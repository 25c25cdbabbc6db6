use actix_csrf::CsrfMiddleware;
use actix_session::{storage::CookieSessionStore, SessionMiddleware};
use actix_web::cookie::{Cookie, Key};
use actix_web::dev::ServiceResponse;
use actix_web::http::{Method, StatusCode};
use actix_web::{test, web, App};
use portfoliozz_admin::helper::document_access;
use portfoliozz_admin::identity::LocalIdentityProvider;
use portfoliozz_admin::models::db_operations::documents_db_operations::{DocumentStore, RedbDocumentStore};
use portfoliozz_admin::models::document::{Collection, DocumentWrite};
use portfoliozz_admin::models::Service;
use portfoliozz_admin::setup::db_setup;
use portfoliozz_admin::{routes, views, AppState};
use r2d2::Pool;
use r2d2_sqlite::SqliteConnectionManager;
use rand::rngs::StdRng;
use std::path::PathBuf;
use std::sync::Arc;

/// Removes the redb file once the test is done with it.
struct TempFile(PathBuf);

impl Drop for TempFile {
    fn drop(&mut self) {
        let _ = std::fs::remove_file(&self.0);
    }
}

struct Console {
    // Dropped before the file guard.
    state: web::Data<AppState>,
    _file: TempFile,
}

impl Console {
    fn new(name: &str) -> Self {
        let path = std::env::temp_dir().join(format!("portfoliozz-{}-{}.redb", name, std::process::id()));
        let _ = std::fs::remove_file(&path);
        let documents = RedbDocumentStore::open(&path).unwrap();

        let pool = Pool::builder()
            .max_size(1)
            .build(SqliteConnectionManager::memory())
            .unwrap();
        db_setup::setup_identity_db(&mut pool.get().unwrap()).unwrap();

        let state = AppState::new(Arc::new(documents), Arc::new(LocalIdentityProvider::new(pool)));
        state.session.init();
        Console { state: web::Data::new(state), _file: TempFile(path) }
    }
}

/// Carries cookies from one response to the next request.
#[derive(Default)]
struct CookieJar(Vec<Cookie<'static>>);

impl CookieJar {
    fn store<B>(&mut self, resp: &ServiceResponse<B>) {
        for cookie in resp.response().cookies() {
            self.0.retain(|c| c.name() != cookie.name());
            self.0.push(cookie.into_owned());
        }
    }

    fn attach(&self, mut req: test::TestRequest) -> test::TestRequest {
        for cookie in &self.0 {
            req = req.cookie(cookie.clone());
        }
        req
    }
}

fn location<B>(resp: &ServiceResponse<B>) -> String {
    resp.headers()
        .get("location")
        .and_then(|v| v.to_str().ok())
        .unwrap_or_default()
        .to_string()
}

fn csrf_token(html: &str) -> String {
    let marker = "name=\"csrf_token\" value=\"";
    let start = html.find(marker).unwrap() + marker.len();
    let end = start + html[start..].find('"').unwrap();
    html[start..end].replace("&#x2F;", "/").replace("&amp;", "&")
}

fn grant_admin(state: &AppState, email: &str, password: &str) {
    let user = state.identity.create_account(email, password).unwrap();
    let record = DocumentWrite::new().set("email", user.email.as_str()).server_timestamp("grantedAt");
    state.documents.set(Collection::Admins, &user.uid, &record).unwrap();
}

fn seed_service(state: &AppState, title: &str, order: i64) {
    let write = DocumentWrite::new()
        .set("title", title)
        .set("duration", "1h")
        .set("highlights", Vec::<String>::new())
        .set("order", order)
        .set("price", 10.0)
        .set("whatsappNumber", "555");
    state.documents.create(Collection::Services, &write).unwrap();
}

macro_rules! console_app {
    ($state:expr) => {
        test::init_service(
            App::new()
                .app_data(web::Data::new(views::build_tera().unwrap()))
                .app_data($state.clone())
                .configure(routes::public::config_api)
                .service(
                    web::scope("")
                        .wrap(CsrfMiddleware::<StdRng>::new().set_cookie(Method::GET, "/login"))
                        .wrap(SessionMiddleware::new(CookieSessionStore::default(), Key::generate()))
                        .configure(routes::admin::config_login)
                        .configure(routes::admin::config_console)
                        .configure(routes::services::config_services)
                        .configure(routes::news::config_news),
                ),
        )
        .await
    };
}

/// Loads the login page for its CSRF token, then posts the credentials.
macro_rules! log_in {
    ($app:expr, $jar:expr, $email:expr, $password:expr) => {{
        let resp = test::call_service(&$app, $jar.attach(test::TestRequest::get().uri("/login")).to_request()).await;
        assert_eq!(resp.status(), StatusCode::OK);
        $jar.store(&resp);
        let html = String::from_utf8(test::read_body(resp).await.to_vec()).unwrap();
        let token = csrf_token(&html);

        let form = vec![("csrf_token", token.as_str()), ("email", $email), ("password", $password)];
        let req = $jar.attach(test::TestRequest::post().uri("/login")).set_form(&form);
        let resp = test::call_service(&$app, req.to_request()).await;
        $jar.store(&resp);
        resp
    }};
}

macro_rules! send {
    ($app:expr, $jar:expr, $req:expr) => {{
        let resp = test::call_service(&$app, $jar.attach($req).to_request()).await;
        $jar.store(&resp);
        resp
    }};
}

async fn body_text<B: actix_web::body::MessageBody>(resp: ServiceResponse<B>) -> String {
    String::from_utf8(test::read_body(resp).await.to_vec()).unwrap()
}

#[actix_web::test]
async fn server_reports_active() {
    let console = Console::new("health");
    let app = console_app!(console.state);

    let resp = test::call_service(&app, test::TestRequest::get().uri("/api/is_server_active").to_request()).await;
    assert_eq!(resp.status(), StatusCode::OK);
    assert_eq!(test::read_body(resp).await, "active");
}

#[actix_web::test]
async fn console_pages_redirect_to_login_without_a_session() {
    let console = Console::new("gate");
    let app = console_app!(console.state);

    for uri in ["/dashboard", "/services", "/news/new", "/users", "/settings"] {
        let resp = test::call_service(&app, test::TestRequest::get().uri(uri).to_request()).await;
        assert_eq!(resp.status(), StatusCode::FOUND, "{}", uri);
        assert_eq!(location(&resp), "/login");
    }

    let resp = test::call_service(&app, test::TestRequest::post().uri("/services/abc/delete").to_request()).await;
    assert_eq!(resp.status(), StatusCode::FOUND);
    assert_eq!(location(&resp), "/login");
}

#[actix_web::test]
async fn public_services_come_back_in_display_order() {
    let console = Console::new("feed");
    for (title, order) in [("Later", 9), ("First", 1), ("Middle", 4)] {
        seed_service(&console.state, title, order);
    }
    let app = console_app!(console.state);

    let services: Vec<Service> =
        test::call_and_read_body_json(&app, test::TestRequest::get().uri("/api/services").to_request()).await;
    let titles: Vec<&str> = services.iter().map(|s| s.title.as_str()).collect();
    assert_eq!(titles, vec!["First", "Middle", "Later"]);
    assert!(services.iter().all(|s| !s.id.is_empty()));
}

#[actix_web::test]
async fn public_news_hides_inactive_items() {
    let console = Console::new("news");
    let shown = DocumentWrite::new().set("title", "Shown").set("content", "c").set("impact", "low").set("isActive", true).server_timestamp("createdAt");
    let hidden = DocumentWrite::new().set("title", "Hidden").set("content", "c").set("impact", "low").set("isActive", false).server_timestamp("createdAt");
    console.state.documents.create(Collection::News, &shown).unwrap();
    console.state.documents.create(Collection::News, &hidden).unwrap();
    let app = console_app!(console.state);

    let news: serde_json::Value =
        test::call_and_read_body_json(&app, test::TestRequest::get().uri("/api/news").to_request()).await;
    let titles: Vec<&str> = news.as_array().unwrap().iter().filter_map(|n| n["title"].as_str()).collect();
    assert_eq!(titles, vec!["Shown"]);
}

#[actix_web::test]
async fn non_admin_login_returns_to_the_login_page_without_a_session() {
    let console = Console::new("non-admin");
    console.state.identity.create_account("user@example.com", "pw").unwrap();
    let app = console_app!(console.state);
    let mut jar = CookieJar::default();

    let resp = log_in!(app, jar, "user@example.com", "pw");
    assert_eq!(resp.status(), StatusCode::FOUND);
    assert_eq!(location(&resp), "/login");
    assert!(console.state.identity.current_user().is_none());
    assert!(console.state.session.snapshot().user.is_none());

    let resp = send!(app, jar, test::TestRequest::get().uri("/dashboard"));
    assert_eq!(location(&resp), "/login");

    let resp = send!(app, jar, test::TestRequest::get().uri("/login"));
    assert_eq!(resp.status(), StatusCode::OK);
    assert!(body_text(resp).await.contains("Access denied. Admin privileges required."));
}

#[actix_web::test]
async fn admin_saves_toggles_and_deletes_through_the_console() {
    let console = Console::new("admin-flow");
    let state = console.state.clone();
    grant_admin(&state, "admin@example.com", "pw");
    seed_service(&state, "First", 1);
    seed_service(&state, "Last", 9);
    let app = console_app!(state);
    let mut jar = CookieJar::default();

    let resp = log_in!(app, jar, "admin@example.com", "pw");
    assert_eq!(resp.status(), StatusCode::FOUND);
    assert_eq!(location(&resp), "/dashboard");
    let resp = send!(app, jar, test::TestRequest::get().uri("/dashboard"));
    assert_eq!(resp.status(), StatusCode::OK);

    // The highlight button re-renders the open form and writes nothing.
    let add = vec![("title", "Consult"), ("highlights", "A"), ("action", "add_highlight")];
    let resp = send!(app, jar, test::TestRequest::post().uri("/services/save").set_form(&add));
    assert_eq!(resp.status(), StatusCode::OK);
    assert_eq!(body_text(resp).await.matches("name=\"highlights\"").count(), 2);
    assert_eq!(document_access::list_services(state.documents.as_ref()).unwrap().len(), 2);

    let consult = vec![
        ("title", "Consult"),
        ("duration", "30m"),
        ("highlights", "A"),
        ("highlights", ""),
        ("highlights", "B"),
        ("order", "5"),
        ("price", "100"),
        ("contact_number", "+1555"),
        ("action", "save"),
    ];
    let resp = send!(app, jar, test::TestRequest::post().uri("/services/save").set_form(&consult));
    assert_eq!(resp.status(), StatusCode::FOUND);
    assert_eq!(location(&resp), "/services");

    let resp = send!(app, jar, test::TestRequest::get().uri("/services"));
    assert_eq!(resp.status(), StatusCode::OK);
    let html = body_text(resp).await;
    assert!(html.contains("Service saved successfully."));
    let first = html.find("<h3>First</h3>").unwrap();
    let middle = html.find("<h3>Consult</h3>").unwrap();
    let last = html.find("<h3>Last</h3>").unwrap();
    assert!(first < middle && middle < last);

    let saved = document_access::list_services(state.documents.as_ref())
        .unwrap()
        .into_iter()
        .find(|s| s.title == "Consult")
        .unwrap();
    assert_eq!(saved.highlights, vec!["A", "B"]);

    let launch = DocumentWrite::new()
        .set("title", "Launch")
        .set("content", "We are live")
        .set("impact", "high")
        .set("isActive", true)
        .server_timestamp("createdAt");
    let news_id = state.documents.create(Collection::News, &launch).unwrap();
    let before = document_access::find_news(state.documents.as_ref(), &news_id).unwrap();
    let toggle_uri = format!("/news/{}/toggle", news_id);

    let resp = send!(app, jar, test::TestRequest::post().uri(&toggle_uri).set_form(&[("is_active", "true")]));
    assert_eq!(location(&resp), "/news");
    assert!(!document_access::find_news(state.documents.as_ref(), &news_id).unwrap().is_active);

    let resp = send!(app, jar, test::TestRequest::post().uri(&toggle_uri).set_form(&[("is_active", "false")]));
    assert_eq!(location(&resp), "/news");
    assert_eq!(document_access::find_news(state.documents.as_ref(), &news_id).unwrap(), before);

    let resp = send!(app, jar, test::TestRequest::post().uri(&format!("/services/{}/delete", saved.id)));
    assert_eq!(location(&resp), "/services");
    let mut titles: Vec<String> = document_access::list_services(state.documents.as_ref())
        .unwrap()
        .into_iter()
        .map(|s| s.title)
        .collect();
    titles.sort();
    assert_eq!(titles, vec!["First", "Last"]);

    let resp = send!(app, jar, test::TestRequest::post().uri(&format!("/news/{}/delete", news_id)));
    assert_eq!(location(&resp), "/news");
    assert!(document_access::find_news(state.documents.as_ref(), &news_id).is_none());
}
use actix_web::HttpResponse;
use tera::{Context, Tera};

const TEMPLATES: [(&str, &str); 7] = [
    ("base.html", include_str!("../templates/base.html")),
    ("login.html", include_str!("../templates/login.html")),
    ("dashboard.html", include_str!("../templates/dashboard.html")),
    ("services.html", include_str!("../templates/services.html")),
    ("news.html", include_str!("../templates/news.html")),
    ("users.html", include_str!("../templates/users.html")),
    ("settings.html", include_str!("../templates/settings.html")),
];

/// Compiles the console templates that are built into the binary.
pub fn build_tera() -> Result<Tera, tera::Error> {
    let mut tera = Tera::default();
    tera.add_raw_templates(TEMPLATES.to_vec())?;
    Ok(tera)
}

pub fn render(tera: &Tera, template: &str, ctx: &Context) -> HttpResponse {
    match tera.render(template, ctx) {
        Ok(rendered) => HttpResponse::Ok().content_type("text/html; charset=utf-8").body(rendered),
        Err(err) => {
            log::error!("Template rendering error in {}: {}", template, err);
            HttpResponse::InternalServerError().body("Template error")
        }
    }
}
--
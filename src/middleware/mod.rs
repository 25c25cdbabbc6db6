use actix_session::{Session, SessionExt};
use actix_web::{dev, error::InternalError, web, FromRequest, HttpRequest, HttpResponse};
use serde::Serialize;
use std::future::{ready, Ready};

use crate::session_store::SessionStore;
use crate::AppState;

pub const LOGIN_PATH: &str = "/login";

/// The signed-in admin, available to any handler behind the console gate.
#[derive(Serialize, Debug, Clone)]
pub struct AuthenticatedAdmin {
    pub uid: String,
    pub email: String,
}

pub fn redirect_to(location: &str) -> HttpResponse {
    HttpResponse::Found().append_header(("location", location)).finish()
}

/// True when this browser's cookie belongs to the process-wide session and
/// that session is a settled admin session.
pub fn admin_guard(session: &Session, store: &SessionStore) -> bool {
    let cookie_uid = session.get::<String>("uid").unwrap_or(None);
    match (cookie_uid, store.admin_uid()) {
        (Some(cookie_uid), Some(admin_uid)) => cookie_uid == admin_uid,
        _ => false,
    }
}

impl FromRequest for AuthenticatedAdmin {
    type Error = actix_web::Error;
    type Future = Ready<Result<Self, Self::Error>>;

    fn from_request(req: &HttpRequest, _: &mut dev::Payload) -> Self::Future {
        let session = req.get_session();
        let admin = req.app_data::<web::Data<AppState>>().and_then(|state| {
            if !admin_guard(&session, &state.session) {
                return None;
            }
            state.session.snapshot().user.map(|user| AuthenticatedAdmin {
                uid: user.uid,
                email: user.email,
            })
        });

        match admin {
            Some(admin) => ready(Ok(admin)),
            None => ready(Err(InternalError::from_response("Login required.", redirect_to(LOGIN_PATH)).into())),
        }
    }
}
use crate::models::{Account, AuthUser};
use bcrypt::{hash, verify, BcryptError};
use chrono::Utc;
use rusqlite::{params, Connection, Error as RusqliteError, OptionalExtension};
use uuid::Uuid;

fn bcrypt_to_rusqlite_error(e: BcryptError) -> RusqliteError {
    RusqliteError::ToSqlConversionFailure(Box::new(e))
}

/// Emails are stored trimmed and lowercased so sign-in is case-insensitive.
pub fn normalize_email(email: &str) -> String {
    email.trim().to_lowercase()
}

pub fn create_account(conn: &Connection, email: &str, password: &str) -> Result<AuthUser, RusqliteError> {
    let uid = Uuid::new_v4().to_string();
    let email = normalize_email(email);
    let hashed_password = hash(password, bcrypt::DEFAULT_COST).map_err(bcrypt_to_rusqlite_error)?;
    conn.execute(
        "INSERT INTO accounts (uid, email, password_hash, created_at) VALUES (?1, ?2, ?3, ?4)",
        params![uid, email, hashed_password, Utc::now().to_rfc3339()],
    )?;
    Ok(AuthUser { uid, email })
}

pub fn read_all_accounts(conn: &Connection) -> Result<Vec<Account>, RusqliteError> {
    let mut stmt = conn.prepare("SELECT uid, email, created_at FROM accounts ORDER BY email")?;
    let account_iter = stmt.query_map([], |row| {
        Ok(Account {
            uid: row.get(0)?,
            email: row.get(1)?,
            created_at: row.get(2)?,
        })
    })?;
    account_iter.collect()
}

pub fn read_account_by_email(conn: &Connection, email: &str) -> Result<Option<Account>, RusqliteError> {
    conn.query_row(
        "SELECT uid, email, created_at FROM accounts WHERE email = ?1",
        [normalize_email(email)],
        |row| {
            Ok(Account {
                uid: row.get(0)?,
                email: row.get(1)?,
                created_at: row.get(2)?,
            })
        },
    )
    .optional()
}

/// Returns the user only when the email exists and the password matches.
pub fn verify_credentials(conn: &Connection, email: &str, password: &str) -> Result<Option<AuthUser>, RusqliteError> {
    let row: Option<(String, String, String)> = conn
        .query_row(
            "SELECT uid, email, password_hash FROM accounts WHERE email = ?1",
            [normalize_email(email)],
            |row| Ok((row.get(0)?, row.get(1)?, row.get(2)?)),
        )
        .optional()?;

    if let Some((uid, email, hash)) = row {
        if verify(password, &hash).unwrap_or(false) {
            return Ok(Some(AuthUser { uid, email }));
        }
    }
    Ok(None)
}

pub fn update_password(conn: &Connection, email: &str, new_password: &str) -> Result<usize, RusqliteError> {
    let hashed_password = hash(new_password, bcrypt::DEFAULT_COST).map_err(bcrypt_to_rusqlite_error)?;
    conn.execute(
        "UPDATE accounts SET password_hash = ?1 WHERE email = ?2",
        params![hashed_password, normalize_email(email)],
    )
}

PROBLEM DETAILS:
Only lines of the data holding the word "isActive" go in the answer. Please copy each of them.

TASK SOLUTION:
    let shown = DocumentWrite::new().set("title", "Shown").set("content", "c").set("impact", "low").set("isActive", true).server_timestamp("createdAt");
    let hidden = DocumentWrite::new().set("title", "Hidden").set("content", "c").set("impact", "low").set("isActive", false).server_timestamp("createdAt");
        .set("isActive", true)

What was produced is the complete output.